Every year people come to Kettle Falls and enjoy a wide range of recreational activities including - backpacking, bird watching, boating, canoeing, fishing, golf, camping, hunting, kayaking, Motor Sport & off-roading, mountain biking, hiking & nature walks, star gazing, swimming, tubing, wildlife viewing & photography

Tourists come and this section of the Lake Roosevelt National Recreation Area to relax and enjoy a restful vacation.

Our heritage connection

The original town of Kettle Falls was a forty-acre site platted in 1889 two miles south of the site of the Hudson’s Bay Company fur trade post, Fort Colville.
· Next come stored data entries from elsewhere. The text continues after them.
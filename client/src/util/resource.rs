//! Page-level hooks shared by every collection's list and editor pages.
//!
//! SYSTEM CONTEXT
//! ==============
//! List and editor pages differ only in their fields. Fetching, deleting,
//! loading the edited record and submitting it go through these hooks so
//! loading flags, notices and navigation behave the same on every screen.
//!
//! ERROR HANDLING
//! ==============
//! API failures never panic. They land in the page state (`error`) and as an
//! error notice; the record being edited is left untouched.

use leptos::prelude::*;
use leptos_router::NavigateOptions;
use leptos_router::hooks::{use_navigate, use_params_map};

use crate::net::api::{self, ApiConfig};
use crate::net::types::Resource;
use crate::state::editor::{EditorState, SaveMode};
use crate::state::lists::ListState;
use crate::state::notice::{NoticeLevel, NoticeState, notify};
use crate::state::preview::PreviewState;

/// App services a page needs after setup. Must be captured while the
/// component body runs; event handlers cannot read context.
#[derive(Clone, Debug)]
pub struct PageContext {
    pub cfg: ApiConfig,
    pub notices: RwSignal<NoticeState>,
}

impl PageContext {
    pub fn expect() -> Self {
        Self { cfg: expect_context::<ApiConfig>(), notices: expect_context::<RwSignal<NoticeState>>() }
    }

    pub fn notify(&self, level: NoticeLevel, message: impl Into<String>) {
        notify(self.notices, level, message);
    }
}

/// List state for `T`, fetched once on mount.
pub fn use_collection_list<T: Resource>() -> RwSignal<ListState<T>> {
    let list = RwSignal::new(ListState::<T>::default());
    let ctx = PageContext::expect();
    Effect::new(move || reload_list(&ctx, list));
    list
}

/// Fetch the collection into `list`.
pub fn reload_list<T: Resource>(ctx: &PageContext, list: RwSignal<ListState<T>>) {
    let PageContext { cfg, notices } = ctx.clone();
    list.update(|s| s.loading = true);
    leptos::task::spawn_local(async move {
        match api::list::<T>(&cfg).await {
            Ok(items) => list.update(|s| s.loaded(items)),
            Err(e) => {
                leptos::logging::warn!("list {} failed: {e}", T::COLLECTION.path());
                list.update(|s| s.failed(e.to_string()));
                notify(notices, NoticeLevel::Error, e.to_string());
            }
        }
    });
}

/// Delete the item awaiting confirmation, if any.
pub fn delete_confirmed<T: Resource>(ctx: &PageContext, list: RwSignal<ListState<T>>) {
    let Some(id) = list.try_update(ListState::confirm_delete).flatten() else {
        return;
    };
    let PageContext { cfg, notices } = ctx.clone();
    leptos::task::spawn_local(async move {
        match api::delete(&cfg, T::COLLECTION, &id).await {
            Ok(()) => {
                list.update(|s| s.remove(&id, T::id));
                notify(notices, NoticeLevel::Success, format!("{} deleted", T::COLLECTION.singular()));
            }
            Err(e) => notify(notices, NoticeLevel::Error, e.to_string()),
        }
    });
}

/// Open the preview for `id` and fetch the stored record, so the dialog
/// shows what the server has rather than the possibly stale list row.
pub fn open_preview<T: Resource>(ctx: &PageContext, preview: RwSignal<PreviewState<T>>, id: String) {
    preview.update(|p| p.open(&id));
    let PageContext { cfg, notices } = ctx.clone();
    leptos::task::spawn_local(async move {
        match api::get::<T>(&cfg, &id).await {
            Ok(record) => preview.update(|p| p.loaded(&id, record)),
            Err(e) => {
                leptos::logging::warn!("preview {}/{id} failed: {e}", T::COLLECTION.path());
                preview.update(|p| p.failed(&id, e.to_string()));
                notify(notices, NoticeLevel::Error, e.to_string());
            }
        }
    });
}

/// Editor state for `T`. The `:id` route param selects update mode and
/// triggers a fetch of the stored record.
pub fn use_record_editor<T: Resource>() -> RwSignal<EditorState<T>> {
    let params = use_params_map();
    let mode = SaveMode::from_route(params.read_untracked().get("id"));
    let editor = RwSignal::new(EditorState::<T>::new(mode.clone()));
    use_return_on_save(editor);

    if let SaveMode::Update(id) = mode {
        let PageContext { cfg, notices } = PageContext::expect();
        Effect::new(move || {
            let cfg = cfg.clone();
            let id = id.clone();
            leptos::task::spawn_local(async move {
                match api::get::<T>(&cfg, &id).await {
                    Ok(record) => editor.update(|s| s.loaded(record)),
                    Err(e) => {
                        leptos::logging::warn!("load {}/{id} failed: {e}", T::COLLECTION.path());
                        editor.update(|s| s.load_failed(e.to_string()));
                        notify(notices, NoticeLevel::Error, e.to_string());
                    }
                }
            });
        });
    }
    editor
}

/// Return to the collection list once the editor has saved.
pub fn use_return_on_save<T: Resource>(editor: RwSignal<EditorState<T>>) {
    let navigate = use_navigate();
    Effect::new(move || {
        if editor.with(|s| s.saved) {
            navigate(T::COLLECTION.route(), NavigateOptions::default());
        }
    });
}

/// Save `record` with one create or update call. A submit while a save is
/// in flight is ignored.
pub fn submit_record<T: Resource>(ctx: &PageContext, editor: RwSignal<EditorState<T>>, record: T) {
    if !editor.try_update(EditorState::begin_save).unwrap_or(false) {
        return;
    }
    editor.update(|s| s.record = record.clone());
    let mode = editor.with_untracked(|s| s.mode.clone());
    let PageContext { cfg, notices } = ctx.clone();
    leptos::task::spawn_local(async move {
        let result = match &mode {
            SaveMode::Create => api::create(&cfg, &record).await,
            SaveMode::Update(id) => api::update(&cfg, id, &record).await,
        };
        match result {
            Ok(()) => {
                editor.update(|s| s.finish_save(Ok(())));
                notify(notices, NoticeLevel::Success, format!("{} saved", T::COLLECTION.singular()));
            }
            Err(e) => {
                leptos::logging::warn!("save {} failed: {e}", T::COLLECTION.path());
                editor.update(|s| s.finish_save(Err(e.to_string())));
                notify(notices, NoticeLevel::Error, e.to_string());
            }
        }
    });
}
Ft Colville had been officially abandoned in 1871 but some of the family of the last chief factor still occupied the site until 1891. In spite of the fact that the railroad bypassed Kettle Falls in favor of Marcus in 1891, it was a substantial community that faced relocation when the construction of Grand Coulee Dam caused the waters of the Columbia River to cover the town in 1939.

 

Old Kettle falls (circa 1939) - prior to flooding by Grand Coulee and Lake roosevelt

 

The town voted to move farther up to the location of Meyers Falls a short 2.5 miles away. The residents of the newly formed town voted to change the name to Kettle Falls. Many of the buildings that are still found in the town were moved by truck up from the old town site.

 

The Kettle Falls area has a long history of habitation. Not only had it formerly been a Hudson’s Bay Company fur trade post, Fort Colville, and the site of an early Jesuit mission but, for some 9,000 years before that, it was the location of a major Native American salmon fishery. Many of the tribes in the surrounding areas traditionally gathered at the falls to trade and harvest salmon.